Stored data
-- Opening Marker --
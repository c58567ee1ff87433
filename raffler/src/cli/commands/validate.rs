//! `raffler validate`
//!
//! Loads each file through the normal pipeline (without environment
//! overrides) and reports every issue found.

use std::path::Path;

use serde::Serialize;

use crate::cli::args::{OutputFormat, ValidateArgs};
use crate::config::loader::{ConfigLoader, LoaderOptions};
use crate::error::{ConfigError, RafflerError};

#[derive(Debug, Serialize)]
struct FileReport {
    file: String,
    valid: bool,
    errors: Vec<String>,
    warnings: Vec<String>,
}

/// Validate configuration files.
///
/// # Errors
///
/// Returns `ConfigError::ValidationFailed` if any file has errors (or,
/// with `--strict`, warnings).
pub fn run(args: &ValidateArgs) -> Result<(), RafflerError> {
    let loader = ConfigLoader::new(LoaderOptions {
        ignore_env: true,
        ..LoaderOptions::default()
    });

    let reports: Vec<FileReport> = args
        .files
        .iter()
        .map(|path| check(&loader, path, args.strict))
        .collect();

    match args.format {
        OutputFormat::Human => {
            for report in &reports {
                let verdict = if report.valid { "ok" } else { "FAILED" };
                println!("{}: {verdict}", report.file);
                for e in &report.errors {
                    println!("  {e}");
                }
                for w in &report.warnings {
                    println!("  warning: {w}");
                }
            }
        }
        OutputFormat::Json => {
            println!("{}", serde_json::to_string_pretty(&reports)?);
        }
    }

    let failed = reports.iter().filter(|r| !r.valid).count();
    if failed > 0 {
        return Err(ConfigError::ValidationFailed { count: failed }.into());
    }
    Ok(())
}

fn check(loader: &ConfigLoader, path: &Path, strict: bool) -> FileReport {
    tracing::info!(file = %path.display(), "validating configuration");
    let file = path.display().to_string();

    match loader.load(path) {
        Ok(result) => {
            let warnings: Vec<String> = result
                .warnings
                .iter()
                .map(|w| match &w.location {
                    Some(at) => format!("{} at {at}", w.message),
                    None => w.message.clone(),
                })
                .collect();
            FileReport {
                file,
                valid: !(strict && !warnings.is_empty()),
                errors: Vec::new(),
                warnings,
            }
        }
        Err(ConfigError::ValidationError { errors, .. }) => FileReport {
            file,
            valid: false,
            errors: errors.iter().map(ToString::to_string).collect(),
            warnings: Vec::new(),
        },
        Err(e) => FileReport {
            file,
            valid: false,
            errors: vec![e.to_string()],
            warnings: Vec::new(),
        },
    }
}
-- Closing Marker --
- [TASK TO COMPLETE] Please return every line of the data, unaltered.

- [WRITTEN RESPONSE]
repository c58567ee1ff87433
filename raffler/src/cli/commands/validate.rs
//! `raffler validate`
//!
//! Loads each file through the normal pipeline (without environment
//! overrides) and reports every issue found.

use std::path::Path;

use serde::Serialize;

use crate::cli::args::{OutputFormat, ValidateArgs};
use crate::config::loader::{ConfigLoader, LoaderOptions};
use crate::error::{ConfigError, RafflerError};

#[derive(Debug, Serialize)]
struct FileReport {
    file: String,
    valid: bool,
    errors: Vec<String>,
    warnings: Vec<String>,
}

/// Validate configuration files.
///
/// # Errors
///
/// Returns `ConfigError::ValidationFailed` if any file has errors (or,
/// with `--strict`, warnings).
pub fn run(args: &ValidateArgs) -> Result<(), RafflerError> {
    let loader = ConfigLoader::new(LoaderOptions {
        ignore_env: true,
        ..LoaderOptions::default()
    });

    let reports: Vec<FileReport> = args
        .files
        .iter()
        .map(|path| check(&loader, path, args.strict))
        .collect();

    match args.format {
        OutputFormat::Human => {
            for report in &reports {
                let verdict = if report.valid { "ok" } else { "FAILED" };
                println!("{}: {verdict}", report.file);
                for e in &report.errors {
                    println!("  {e}");
                }
                for w in &report.warnings {
                    println!("  warning: {w}");
                }
            }
        }
        OutputFormat::Json => {
            println!("{}", serde_json::to_string_pretty(&reports)?);
        }
    }

    let failed = reports.iter().filter(|r| !r.valid).count();
    if failed > 0 {
        return Err(ConfigError::ValidationFailed { count: failed }.into());
    }
    Ok(())
}

fn check(loader: &ConfigLoader, path: &Path, strict: bool) -> FileReport {
    tracing::info!(file = %path.display(), "validating configuration");
    let file = path.display().to_string();

    match loader.load(path) {
        Ok(result) => {
            let warnings: Vec<String> = result
                .warnings
                .iter()
                .map(|w| match &w.location {
                    Some(at) => format!("{} at {at}", w.message),
                    None => w.message.clone(),
                })
                .collect();
            FileReport {
                file,
                valid: !(strict && !warnings.is_empty()),
                errors: Vec::new(),
                warnings,
            }
        }
        Err(ConfigError::ValidationError { errors, .. }) => FileReport {
            file,
            valid: false,
            errors: errors.iter().map(ToString::to_string).collect(),
            warnings: Vec::new(),
        },
        Err(e) => FileReport {
            file,
            valid: false,
            errors: vec![e.to_string()],
            warnings: Vec::new(),
        },
    }
}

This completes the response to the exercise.